Exercise instructions
Your output should contain every record, unchanged.

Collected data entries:
-=-=-

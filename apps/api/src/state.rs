use std::sync::{Arc, Mutex, MutexGuard};

use anyhow::anyhow;

use crate::config::Config;
use crate::errors::AppError;
use crate::quiz::session::QuizRun;
use crate::store::{KeyValueStorage, SessionHistory, StateStore};

pub type Storage = Box<dyn KeyValueStorage + Send>;
pub type AdvisorStore = StateStore<Storage, SessionHistory>;

/// The one browsing session this process hosts: the state store plus the quiz
/// run in progress, if any. Both sit behind one lock so transitions never interleave.
pub struct Session {
    pub store: AdvisorStore,
    pub quiz: Option<QuizRun>,
}

/// Shared application state injected into all route handlers via Axum extractors.
#[derive(Clone)]
pub struct ServerState {
    session: Arc<Mutex<Session>>,
    pub config: Config,
}

impl ServerState {
    pub fn new(store: AdvisorStore, config: Config) -> Self {
        Self {
            session: Arc::new(Mutex::new(Session { store, quiz: None })),
            config,
        }
    }

    pub fn session(&self) -> Result<MutexGuard<'_, Session>, AppError> {
        self.session
            .lock()
            .map_err(|_| AppError::Internal(anyhow!("session lock poisoned")))
    }
}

-=-=-

Solution to this problem
filename apps/api/src/state.rs
use std::sync::{Arc, Mutex, MutexGuard};

use anyhow::anyhow;

use crate::config::Config;
use crate::errors::AppError;
use crate::quiz::session::QuizRun;
use crate::store::{KeyValueStorage, SessionHistory, StateStore};

pub type Storage = Box<dyn KeyValueStorage + Send>;
pub type AdvisorStore = StateStore<Storage, SessionHistory>;

/// The one browsing session this process hosts: the state store plus the quiz
/// run in progress, if any. Both sit behind one lock so transitions never interleave.
pub struct Session {
    pub store: AdvisorStore,
    pub quiz: Option<QuizRun>,
}

/// Shared application state injected into all route handlers via Axum extractors.
#[derive(Clone)]
pub struct ServerState {
    session: Arc<Mutex<Session>>,
    pub config: Config,
}

impl ServerState {
    pub fn new(store: AdvisorStore, config: Config) -> Self {
        Self {
            session: Arc::new(Mutex::new(Session { store, quiz: None })),
            config,
        }
    }

    pub fn session(&self) -> Result<MutexGuard<'_, Session>, AppError> {
        self.session
            .lock()
            .map_err(|_| AppError::Internal(anyhow!("session lock poisoned")))
    }
}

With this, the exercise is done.